I conti si fanno difficili per Birdman, quando nel presente che fluisce si innestano i drammi della memoria: quello che siamo stati e che non siamo più. Quello che abbiamo commesso e che ancora ci perseguita. Quello che non abbiamo mai fatto e che avremmo dovuto o voluto fare. Tutte le ipotesi di noi che sono migliori di noi. Tutte le storie di noi che non sono noi e che non sono qui. E’ un mare di vita ipotetica dal quale emerge una domanda lancinante: quella sulla nostra autenticità. Chi siamo in realtà. Chi siamo veramente. Narciso è ancora così patologico e malato nel guardare se stesso riflesso? E’ davvero solo vanità? Chi osserva con così tanta devozione e assiduità forse sta semplicemente cercando. E se noi siamo per metà nel mondo e per metà nel profondo, sta cercando il senso di buona parte della vita.
Questa ricerca di sé, affannosa, dolorosa, lacerante, dura tutta l’esistenza. I primi sei giorni della Creazione. L’ultimo giorno, Dio si riposa. E il riposo è il fine di tutto quanto creato. Goderselo. Amarlo. Viverlo in pace.
Ma creare è un momento di fertilità estrema che proviene ed è connesso alla morte di quel che c’era prima. E’ possibile solo a condizione di rischiare tutto e per questo Narciso si sporge e si lancia anche dal bordo di un palazzo. Ma non solo.
Si sporge anche sul bordo di uno specchio. Si toglie le bende che lo identificano come malato. Chi si toglie le bende è guarito. Può respirare, tornare a vivere. Le bende sul volto sono tutte le paure che ci impediscono di guardarlo. Narciso scopre se stesso nel suo punto dolente. E solo così poteva andare: nel riflesso di uno specchio che gli conferma che il suo dolore esiste. Che c’è. Che è ancora vivo e ancora qui.
Solo qualche passo, e Narciso si sporge sul bordo di una finestra. Spicca il volo che lo porterà a se stesso, Birdman si riunisce al suo archetipo nell’ultimo volo. Ma il miracolo non è quello: il miracolo è negli occhi della figlia. Entra e non lo trova nella sua camera, come le donne che vanno al sepolcro non trovano Cristo e gli viene detto: perché lo cercate tra i morti? Perché cercare Birdman tra i malati? Birdman è finalmente se stesso. E allora la figlia – che è tutti noi – attraversa questa stanza e si sporge. Non così tanto come suo padre ma comunque si sporge, inizia a capire e a rifare i movimenti del padre: il rischio che cercare la verità su se stessi comporta sempre. Si sporge e guarda in giù. guarda dove i suoi occhi sono abituati a cercare: l’asfalto, il corpo spiaccicato, sono le cose che si aspetta nel suo mondo logico. Questa è la vita.
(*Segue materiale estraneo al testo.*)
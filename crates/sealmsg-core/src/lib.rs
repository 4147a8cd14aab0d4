//! sealmsg-core: data model and building blocks of the ephemeral-message
//! engine.
//!
//! Messages may carry a hide timer. Once it elapses the message disappears
//! for everyone but its sender, and a copy lands in the hidden ledger, which
//! only opens after a secondary credential check.

pub mod access_gate;
pub mod chat_index;
pub mod clock;
pub mod error;
pub mod event_log;
pub mod ledger;
pub mod models;
pub mod paths;
pub mod persistence;
pub mod settings;
pub mod store;

pub use access_gate::{verify_secondary, SecondaryCredential};
pub use clock::{Clock, ManualClock, SystemClock};
pub use error::{EngineError, PersistenceError, SettingsError};
pub use event_log::{EventLog, EventSeverity, EventSink, TracingEventSink};
pub use ledger::HiddenLedger;
pub use models::{Chat, HiddenConversation, HiddenLedgerEntry, Identity, Message, Visibility};
pub use persistence::{Document, FileSnapshotStore, MemorySnapshotStore, SnapshotStore};
pub use settings::EngineSettings;
pub use store::MessageStore;
//! Periodic expiry sweep.
//!
//! Runs the engine's sweep at a fixed interval (default one second) until
//! told to stop. A sweep is synchronous and atomic under the engine's write
//! guard, so stopping between two ticks never leaves a half-applied
//! transition.

use std::sync::Arc;
use std::time::Duration;
use tokio::sync::{watch, Notify};
use tokio::task::JoinHandle;
use tracing::{debug, info};

/// Owned handle to the sweep task. Stopping is idempotent; dropping the
/// handle aborts a task that was never shut down.
pub struct SweeperHandle {
    wake: Arc<Notify>,
    shutdown_tx: watch::Sender<bool>,
    task: Option<JoinHandle<()>>,
}

impl SweeperHandle {
    /// Ask for a sweep now instead of at the next tick.
    pub fn wake(&self) {
        self.wake.notify_one();
    }

    pub fn is_running(&self) -> bool {
        self.task.as_ref().is_some_and(|t| !t.is_finished())
    }

    /// Stop the loop and wait for it. Returns false if it was already
    /// stopped; once this returns no further sweep runs.
    pub async fn shutdown(&mut self) -> bool {
        let Some(task) = self.task.take() else {
            return false;
        };
        let _ = self.shutdown_tx.send(true);
        if let Err(err) = task.await {
            if !err.is_cancelled() {
                tracing::error!(error = %err, "sweeper task ended abnormally");
            }
        }
        true
    }
}

impl Drop for SweeperHandle {
    fn drop(&mut self) {
        if let Some(task) = self.task.take() {
            let _ = self.shutdown_tx.send(true);
            task.abort();
        }
    }
}

/// Spawn the sweep loop on the current tokio runtime.
///
/// `sweep` returns how many messages it hid.
pub fn spawn_sweeper<F>(interval: Duration, sweep: F) -> SweeperHandle
where
    F: Fn() -> usize + Send + Sync + 'static,
{
    let wake = Arc::new(Notify::new());
    let (shutdown_tx, mut shutdown_rx) = watch::channel(false);
    let wake_clone = wake.clone();

    let task = tokio::spawn(async move {
        info!(interval_ms = interval.as_millis() as u64, "expiry sweeper started");

        loop {
            tokio::select! {
                _ = tokio::time::sleep(interval) => {}
                _ = wake_clone.notified() => {
                    debug!("expiry sweeper woken early");
                }
                changed = shutdown_rx.changed() => {
                    if changed.is_err() || *shutdown_rx.borrow() {
                        info!("expiry sweeper shutting down");
                        return;
                    }
                }
            }

            if *shutdown_rx.borrow() {
                info!("expiry sweeper shutting down");
                return;
            }

            let hidden = sweep();
            if hidden > 0 {
                debug!(hidden, "sweep complete");
            }
        }
    });

    SweeperHandle {
        wake,
        shutdown_tx,
        task: Some(task),
    }
}
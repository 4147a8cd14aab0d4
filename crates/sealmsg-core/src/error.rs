use thiserror::Error;

#[derive(Debug, Error)]
pub enum EngineError {
    #[error("Unknown chat: {0}")]
    UnknownChat(String),

    #[error("Message text is empty")]
    EmptyText,

    #[error("Hide delay of {requested_secs}s exceeds the {max_secs}s maximum")]
    HideDelayTooLong { requested_secs: u64, max_secs: u64 },

    #[error("Hidden section is locked; verify the secondary credential first")]
    HiddenSectionLocked,

    #[error("Persistence error: {0}")]
    Persistence(#[from] PersistenceError),
}

#[derive(Debug, Error)]
pub enum PersistenceError {
    #[error("I/O error: {0}")]
    Io(#[from] std::io::Error),

    #[error("Serialisation error: {0}")]
    Serialisation(#[from] serde_json::Error),

    #[error("Backend error: {0}")]
    Backend(String),
}

#[derive(Debug, Error)]
pub enum SettingsError {
    #[error("Invalid settings: {0}")]
    Invalid(String),

    #[error("I/O error: {0}")]
    Io(#[from] std::io::Error),

    #[error("Parse error: {0}")]
    Parse(#[from] serde_json::Error),
}

pub type Result<T, E = EngineError> = std::result::Result<T, E>;
//! Admin authentication.
//!
//! A single administrator account is configured at startup. Logging in yields
//! an HS256-signed JWT that must be presented as `Authorization: Bearer
//! <token>` on every `/admin/*` route except login. Handlers opt in by taking
//! an [`Admin`] argument.

use crate::server::{
    error::{ApiError, ApiResult},
    service::state::AppState,
};
use axum::{
    extract::FromRequestParts,
    http::{HeaderMap, header::AUTHORIZATION, request::Parts},
};
use chrono::Utc;
use jsonwebtoken::{Algorithm, DecodingKey, EncodingKey, Header, Validation, decode, encode};
use serde::{Deserialize, Serialize};

#[derive(Debug, Serialize, Deserialize)]
struct Claims {
    sub: String,
    iat: i64,
    exp: i64,
}

/// Issues and verifies admin bearer tokens.
pub struct Authenticator {
    username: String,
    password: String,
    encoding: EncodingKey,
    decoding: DecodingKey,
    ttl: chrono::Duration,
}

impl Authenticator {
    pub fn new(username: &str, password: &str, secret: &str, ttl: chrono::Duration) -> Self {
        Self {
            username: username.to_string(),
            password: password.to_string(),
            encoding: EncodingKey::from_secret(secret.as_bytes()),
            decoding: DecodingKey::from_secret(secret.as_bytes()),
            ttl,
        }
    }

    /// Checks the credentials and returns a signed token for the admin.
    ///
    /// # Errors
    ///
    /// Returns [`ApiError::InvalidCredentials`] on a mismatch.
    pub fn login(&self, username: &str, password: &str) -> ApiResult<String> {
        if username != self.username || password != self.password {
            return Err(ApiError::InvalidCredentials);
        }

        let now = Utc::now();
        let claims = Claims {
            sub: self.username.clone(),
            iat: now.timestamp(),
            exp: (now + self.ttl).timestamp(),
        };
        encode(&Header::new(Algorithm::HS256), &claims, &self.encoding).map_err(|e| {
            ApiError::Internal {
                context: format!("failed to sign token: {e}"),
            }
        })
    }

    /// Verifies signature and expiry of `token`.
    ///
    /// # Errors
    ///
    /// Returns [`ApiError::Unauthorized`] for any invalid token.
    pub fn verify(&self, token: &str) -> ApiResult<Admin> {
        let data = decode::<Claims>(token, &self.decoding, &Validation::new(Algorithm::HS256))
            .map_err(|e| {
                tracing::debug!(error = %e, "rejected bearer token");
                ApiError::Unauthorized
            })?;
        if data.claims.sub != self.username {
            return Err(ApiError::Unauthorized);
        }
        Ok(Admin {
            username: data.claims.sub,
        })
    }
}

/// Proof that the request carried a valid admin bearer token.
#[derive(Debug, Clone)]
pub struct Admin {
    pub username: String,
}

impl Admin {
    /// Verifies the `Authorization: Bearer` header in `headers`.
    ///
    /// # Errors
    ///
    /// Returns [`ApiError::Unauthorized`] if the header is missing or the
    /// token is invalid.
    pub fn from_headers(headers: &HeaderMap, auth: &Authenticator) -> ApiResult<Self> {
        let token = headers
            .get(AUTHORIZATION)
            .and_then(|value| value.to_str().ok())
            .and_then(|value| value.strip_prefix("Bearer "))
            .map(str::trim)
            .filter(|token| !token.is_empty())
            .ok_or(ApiError::Unauthorized)?;
        auth.verify(token)
    }
}

impl FromRequestParts<AppState> for Admin {
    type Rejection = ApiError;

    async fn from_request_parts(parts: &mut Parts, state: &AppState) -> ApiResult<Self> {
        Self::from_headers(&parts.headers, &state.auth)
    }
}
use serde::{Deserialize, Serialize};

/// Aggregate counts over the record set.
///
/// `completed_works` is computed by its own store accessor and currently
/// equals `completed`.
#[derive(Debug, Clone, Copy, Default, PartialEq, Eq, Serialize, Deserialize)]
pub struct Stats {
    pub total: u64,
    pub pending: u64,
    pub completed: u64,
    pub completed_works: u64,
}
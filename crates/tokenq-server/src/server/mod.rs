pub mod auth;
pub mod config;
pub mod error;
pub mod export;
pub mod notify;
pub mod reminder;
pub mod service;
pub mod telemetry;
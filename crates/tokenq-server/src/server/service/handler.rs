//! Route handlers.
//!
//! Public routes (`submit`, `next_token`, `login`, `health`) take no
//! credentials. Every admin handler takes an [`Admin`] argument, which
//! rejects the request with `401` before the handler body runs.

use crate::server::{
    auth::Admin,
    error::{ApiError, ApiResult},
    export::ExportFormat,
    service::state::AppState,
    telemetry::{
        increment_exports, increment_status_updates, increment_submissions,
        increment_validation_failures,
    },
};
use axum::{
    Json,
    extract::{
        Path, Query, State,
        rejection::{JsonRejection, QueryRejection},
    },
    http::{
        HeaderMap, Method, StatusCode, Uri,
        header::{CONTENT_DISPOSITION, CONTENT_TYPE},
    },
    response::IntoResponse,
};
use chrono::Utc;
use serde::{Deserialize, Serialize};
use tokenq::{NewServiceRequest, RequestFilter, ServiceRequest, Stats, Status, StatusFilter};
use tracing::instrument;
use uuid::Uuid;

#[instrument(skip_all)]
pub async fn submit(
    State(state): State<AppState>,
    payload: Result<Json<NewServiceRequest>, JsonRejection>,
) -> ApiResult<(StatusCode, Json<ServiceRequest>)> {
    let Json(request) = payload?;

    let record = match state.store.submit(request).await {
        Ok(record) => record,
        Err(e) => {
            if e.invalid_fields().is_some() {
                increment_validation_failures();
            }
            return Err(e.into());
        }
    };
    increment_submissions();
    tracing::info!(token = record.token_number, id = %record.id, "service request accepted");

    // Confirmation is best effort and must not hold up the response.
    let notifier = state.notifier.clone();
    let confirmed = record.clone();
    tokio::spawn(async move {
        if let Err(e) = notifier.confirm(&confirmed).await {
            tracing::warn!(token = confirmed.token_number, error = %e, "confirmation failed");
        }
    });

    Ok((StatusCode::CREATED, Json(record)))
}

#[derive(Debug, Serialize, Deserialize)]
pub struct NextToken {
    pub next_token: u64,
}

pub async fn next_token(State(state): State<AppState>) -> ApiResult<Json<NextToken>> {
    let next_token = state.store.peek_next_token().await?;
    Ok(Json(NextToken { next_token }))
}

#[derive(Debug, Default, Deserialize)]
#[serde(default)]
pub struct LoginRequest {
    #[serde(alias = "email")]
    pub username: String,
    pub password: String,
}

#[derive(Debug, Serialize, Deserialize)]
pub struct LoginResponse {
    pub token: String,
    pub username: String,
}

#[instrument(skip_all)]
pub async fn login(
    State(state): State<AppState>,
    payload: Result<Json<LoginRequest>, JsonRejection>,
) -> ApiResult<Json<LoginResponse>> {
    let Json(LoginRequest { username, password }) = payload?;
    let token = state.auth.login(username.trim(), &password)?;
    tracing::info!(%username, "admin logged in");
    Ok(Json(LoginResponse { token, username }))
}

#[derive(Debug, Default, Deserialize)]
pub struct UsersQuery {
    pub search: Option<String>,
    pub status: Option<String>,
}

#[derive(Debug, Serialize, Deserialize)]
pub struct UsersResponse {
    pub users: Vec<ServiceRequest>,
    pub total: usize,
}

#[instrument(skip_all)]
pub async fn list_users(
    _admin: Admin,
    State(state): State<AppState>,
    query: Result<Query<UsersQuery>, QueryRejection>,
) -> ApiResult<Json<UsersResponse>> {
    let Query(query) = query?;

    let status = match query.status.as_deref() {
        Some(raw) => raw.parse::<StatusFilter>()?,
        None => StatusFilter::All,
    };
    let mut filter = RequestFilter::default().with_status(status);
    if let Some(search) = query.search {
        filter = filter.with_search(search);
    }

    let users = state.store.list(&filter).await?;
    Ok(Json(UsersResponse {
        total: users.len(),
        users,
    }))
}

#[derive(Debug, Deserialize)]
pub struct StatusUpdate {
    pub status: String,
}

#[instrument(skip(state, payload))]
pub async fn update_user(
    admin: Admin,
    State(state): State<AppState>,
    Path(id): Path<String>,
    payload: Result<Json<StatusUpdate>, JsonRejection>,
) -> ApiResult<Json<ServiceRequest>> {
    // An id that is not a UUID cannot name a record.
    let uuid = Uuid::parse_str(&id).map_err(|_| tokenq::Error::NotFound { id: id.clone() })?;
    let Json(update) = payload?;
    let status: Status = update.status.trim().parse()?;

    let record = state.store.update_status(uuid, status).await?;
    increment_status_updates();
    tracing::info!(
        admin = %admin.username,
        token = record.token_number,
        %status,
        "status updated"
    );
    Ok(Json(record))
}

#[derive(Debug, Serialize, Deserialize)]
pub struct StatsResponse {
    pub stats: Stats,
}

pub async fn stats(_admin: Admin, State(state): State<AppState>) -> ApiResult<Json<StatsResponse>> {
    let stats = state.store.stats().await?;
    Ok(Json(StatsResponse { stats }))
}

#[instrument(skip(state))]
pub async fn export(
    _admin: Admin,
    State(state): State<AppState>,
    Path(format): Path<String>,
) -> ApiResult<impl IntoResponse> {
    let format: ExportFormat = format.parse()?;
    let records = state.store.list(&RequestFilter::default()).await?;

    let exporter = state.exporter.clone();
    let body = tokio::task::spawn_blocking(move || exporter.render(format, &records))
        .await
        .map_err(|e| ApiError::Internal {
            context: format!("export task failed: {e}"),
        })?;

    increment_exports(format.as_str());
    let disposition = format!(
        "attachment; filename=\"{}\"",
        format.file_name(Utc::now())
    );
    Ok((
        [
            (CONTENT_TYPE, format.content_type().to_string()),
            (CONTENT_DISPOSITION, disposition),
        ],
        body,
    ))
}

#[derive(Debug, Serialize, Deserialize)]
pub struct Health {
    pub status: String,
}

pub async fn health() -> Json<Health> {
    Json(Health {
        status: "healthy".to_string(),
    })
}

/// Catch-all for unmatched paths. Unknown admin paths still demand a valid
/// bearer token before they are reported missing.
pub async fn fallback(
    State(state): State<AppState>,
    method: Method,
    uri: Uri,
    headers: HeaderMap,
) -> ApiError {
    let path = uri.path();
    let admin_path = path
        .strip_prefix("/api")
        .unwrap_or(path)
        .starts_with("/admin/");
    if admin_path {
        if let Err(e) = Admin::from_headers(&headers, &state.auth) {
            return e;
        }
    }
    ApiError::RouteNotFound {
        method: method.to_string(),
        path: path.to_string(),
    }
}
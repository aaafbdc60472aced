//! # Telemetry Features
//!
//! Console logging through `tracing-subscriber` is always on and filtered by
//! `RUST_LOG` (default `info`). OpenTelemetry export is opt-in.
//!
//! ## Feature matrix
//!
//! - `otel-trace`: Exports request and store spans through OpenTelemetry.
//! - `metrics`: Exports intake counters (submissions, rejections, status
//!   changes, exports, reminders).
//! - `stdout`: Uses the stdout exporter for whichever of the above is on.
//!
//! ## Feature constraints
//!
//! - `stdout` requires at least one of `otel-trace` or `metrics`.
//!
//! ## Example usage
//!
//! ```bash
//! cargo run -p tokenq-server --features otel-trace,metrics,stdout
//! ```

#[cfg(all(
    feature = "stdout",
    not(any(feature = "otel-trace", feature = "metrics"))
))]
compile_error!(
    "The 'stdout' feature requires at least one of 'otel-trace' or 'metrics' to be enabled."
);

use tracing_subscriber::{EnvFilter, layer::SubscriberExt, util::SubscriberInitExt};

#[cfg(feature = "metrics")]
use opentelemetry::metrics::{Counter, Meter};
#[cfg(feature = "metrics")]
use opentelemetry_sdk::metrics as sdkmetrics;
#[cfg(feature = "metrics")]
use std::sync::OnceLock;

#[cfg(any(feature = "metrics", feature = "otel-trace"))]
use opentelemetry::{InstrumentationScope, KeyValue};
#[cfg(any(feature = "metrics", feature = "otel-trace"))]
use opentelemetry_sdk::Resource;
#[cfg(any(feature = "metrics", feature = "otel-trace"))]
use opentelemetry_semantic_conventions as semvcns;

#[cfg(feature = "otel-trace")]
use opentelemetry::trace::TracerProvider;
#[cfg(feature = "otel-trace")]
use opentelemetry_sdk::propagation::TraceContextPropagator;
#[cfg(feature = "otel-trace")]
use opentelemetry_sdk::trace as sdktrace;

#[cfg(any(feature = "metrics", feature = "otel-trace"))]
const SERVICE_NAME: &str = "tokenq";

#[derive(Default)]
pub struct TelemetryProviders {
    #[cfg(feature = "otel-trace")]
    pub tracer_provider: Option<sdktrace::SdkTracerProvider>,
    #[cfg(feature = "metrics")]
    pub meter_provider: Option<sdkmetrics::SdkMeterProvider>,
}

impl TelemetryProviders {
    /// Flushes and stops every exporter. Errors go to stderr since the
    /// subscriber may already be gone.
    pub fn shutdown(self) {
        #[cfg(feature = "otel-trace")]
        {
            if let Some(provider) = self.tracer_provider {
                if let Err(err) = provider.force_flush() {
                    eprintln!("Error flushing traces: {err:#?}");
                }
                if let Err(err) = provider.shutdown() {
                    eprintln!("Error shutting down tracer: {err:#?}");
                }
            }
        }

        #[cfg(feature = "metrics")]
        {
            if let Some(provider) = self.meter_provider {
                if let Err(err) = provider.force_flush() {
                    eprintln!("Error flushing metrics: {err:#?}");
                }
                if let Err(err) = provider.shutdown() {
                    eprintln!("Error shutting down meter: {err:#?}");
                }
            }
        }
    }
}

pub fn init_telemetry() -> anyhow::Result<TelemetryProviders> {
    #[cfg(feature = "otel-trace")]
    opentelemetry::global::set_text_map_propagator(TraceContextPropagator::new());

    #[cfg(feature = "otel-trace")]
    let tracer_provider = init_tracer();

    #[cfg(feature = "metrics")]
    let meter_provider = init_metrics();

    #[cfg(any(feature = "metrics", feature = "otel-trace"))]
    let scope = InstrumentationScope::builder(SERVICE_NAME)
        .with_version(env!("CARGO_PKG_VERSION"))
        .with_schema_url(semvcns::SCHEMA_URL)
        .build();

    // Human-readable console output, independent of any OpenTelemetry
    // exporter.
    let registry = tracing_subscriber::registry()
        .with(EnvFilter::try_from_default_env().unwrap_or_else(|_| "info".into()))
        .with(
            tracing_subscriber::fmt::layer()
                .with_thread_ids(true)
                .with_line_number(true)
                .with_target(false)
                .with_timer(tracing_subscriber::fmt::time::ChronoLocal::rfc_3339())
                .with_file(true)
                .pretty(),
        );

    #[cfg(feature = "otel-trace")]
    let registry = {
        opentelemetry::global::set_tracer_provider(tracer_provider.clone());
        registry.with(
            tracing_opentelemetry::layer()
                .with_tracer(tracer_provider.tracer_with_scope(scope.clone()))
                .with_error_records_to_exceptions(true),
        )
    };

    #[cfg(feature = "metrics")]
    let registry = {
        opentelemetry::global::set_meter_provider(meter_provider.clone());
        let meter = opentelemetry::global::meter_with_scope(scope);
        init_metric_handles(&meter);

        registry.with(tracing_opentelemetry::MetricsLayer::new(
            meter_provider.clone(),
        ))
    };

    registry.try_init()?;

    Ok(TelemetryProviders {
        #[cfg(feature = "otel-trace")]
        tracer_provider: Some(tracer_provider),
        #[cfg(feature = "metrics")]
        meter_provider: Some(meter_provider),
    })
}

#[cfg(any(feature = "metrics", feature = "otel-trace"))]
fn resource() -> Resource {
    Resource::builder()
        .with_service_name(SERVICE_NAME)
        .with_schema_url(
            [KeyValue::new(
                semvcns::resource::SERVICE_VERSION,
                env!("CARGO_PKG_VERSION"),
            )],
            semvcns::SCHEMA_URL,
        )
        .build()
}

#[cfg(feature = "metrics")]
fn init_metrics() -> sdkmetrics::SdkMeterProvider {
    let builder = sdkmetrics::SdkMeterProvider::builder().with_resource(resource());

    #[cfg(feature = "stdout")]
    let builder = {
        use opentelemetry_stdout::MetricExporter;
        let exporter = MetricExporter::default();
        let reader = sdkmetrics::PeriodicReader::builder(exporter)
            .with_interval(std::time::Duration::from_secs(5))
            .build();

        builder.with_reader(reader)
    };

    builder.build()
}

#[cfg(feature = "otel-trace")]
fn init_tracer() -> sdktrace::SdkTracerProvider {
    let builder = sdktrace::SdkTracerProvider::builder().with_resource(resource());

    #[cfg(feature = "stdout")]
    let builder = {
        use opentelemetry_stdout::SpanExporter;
        let batch = sdktrace::BatchSpanProcessor::builder(SpanExporter::default())
            .with_batch_config(
                sdktrace::BatchConfigBuilder::default()
                    .with_scheduled_delay(std::time::Duration::from_secs(5))
                    .with_max_queue_size(2048)
                    .build(),
            )
            .build();
        builder.with_span_processor(batch)
    };

    builder.build()
}

#[cfg(feature = "metrics")]
static SUBMISSIONS: OnceLock<Counter<u64>> = OnceLock::new();
#[cfg(feature = "metrics")]
static VALIDATION_FAILURES: OnceLock<Counter<u64>> = OnceLock::new();
#[cfg(feature = "metrics")]
static STATUS_UPDATES: OnceLock<Counter<u64>> = OnceLock::new();
#[cfg(feature = "metrics")]
static EXPORTS: OnceLock<Counter<u64>> = OnceLock::new();
#[cfg(feature = "metrics")]
static REMINDERS_SENT: OnceLock<Counter<u64>> = OnceLock::new();

#[cfg(feature = "metrics")]
fn init_metric_handles(meter: &Meter) {
    let _ = SUBMISSIONS.set(
        meter
            .u64_counter("submissions")
            .with_description("Service requests accepted and assigned a token")
            .build(),
    );

    let _ = VALIDATION_FAILURES.set(
        meter
            .u64_counter("validation_failures")
            .with_description("Submissions rejected for missing or invalid fields")
            .build(),
    );

    let _ = STATUS_UPDATES.set(
        meter
            .u64_counter("status_updates")
            .with_description("Admin status changes")
            .build(),
    );

    let _ = EXPORTS.set(
        meter
            .u64_counter("exports")
            .with_description("Record exports, by format")
            .build(),
    );

    let _ = REMINDERS_SENT.set(
        meter
            .u64_counter("reminders_sent")
            .with_description("Upcoming-turn reminders delivered")
            .build(),
    );
}

// No-ops when metrics are disabled.
#[cfg(feature = "metrics")]
pub fn increment_submissions() {
    if let Some(counter) = SUBMISSIONS.get() {
        counter.add(1, &[]);
    }
}

#[cfg(not(feature = "metrics"))]
pub fn increment_submissions() {}

#[cfg(feature = "metrics")]
pub fn increment_validation_failures() {
    if let Some(counter) = VALIDATION_FAILURES.get() {
        counter.add(1, &[]);
    }
}

#[cfg(not(feature = "metrics"))]
pub fn increment_validation_failures() {}

#[cfg(feature = "metrics")]
pub fn increment_status_updates() {
    if let Some(counter) = STATUS_UPDATES.get() {
        counter.add(1, &[]);
    }
}

#[cfg(not(feature = "metrics"))]
pub fn increment_status_updates() {}

#[cfg(feature = "metrics")]
pub fn increment_exports(format: &'static str) {
    if let Some(counter) = EXPORTS.get() {
        counter.add(1, &[KeyValue::new("format", format)]);
    }
}

#[cfg(not(feature = "metrics"))]
pub fn increment_exports(_format: &'static str) {}

#[cfg(feature = "metrics")]
pub fn increment_reminders_sent() {
    if let Some(counter) = REMINDERS_SENT.get() {
        counter.add(1, &[]);
    }
}

#[cfg(not(feature = "metrics"))]
pub fn increment_reminders_sent() {}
Poi lentamente alza lo sguardo e sorride guardando qualcosa nel cielo. Inarritu non ci dice che cosa abbia visto per terra, né cosa abbia visto in cielo. Ma ci dice che sorride, illuminata e radiosa. Ci dice che il suo sguardo subisce un cambiamento profondo. Ora crede. Crede nel settimo giorno del padre, quello del riposo in cui la creazione di noi stessi è compiuta e il presente è davvero presente. Volo puro. Luce pura. Il miracolo non avviene su Birdman, non consiste nel suo volare. Il miracolo è nei nostri occhi che smettono di cercare per terra e si levano sorpresi, folgorati a baciare il cielo. Che naturalmente è lì apposta, a specchiarsi in noi.
“Birdman” : bellissimo.
Anche se non sarei mai arrivato alla tua profondità di lettura,
sia a Giovanna che a me ha entusiasmato.
Mi dicevo : io non sarei stato capace non dico di girare,
ma nemmeno di immaginare o di scrivere una sola sequenza del film :
dall’inizio alla fine è stata una continua sorpresa.
Grazie per averci spinto !
F
leggerti è rammaricarsi di averti perso di vista.
Congratulazioni. Concordo su tutto.
Grazie per questa analisi così profonda, toccante e fluida. Per me rappresenta una vera e propria rivelazione ed allo stesso tempo mi chiedo: ma io, che film ho guardato?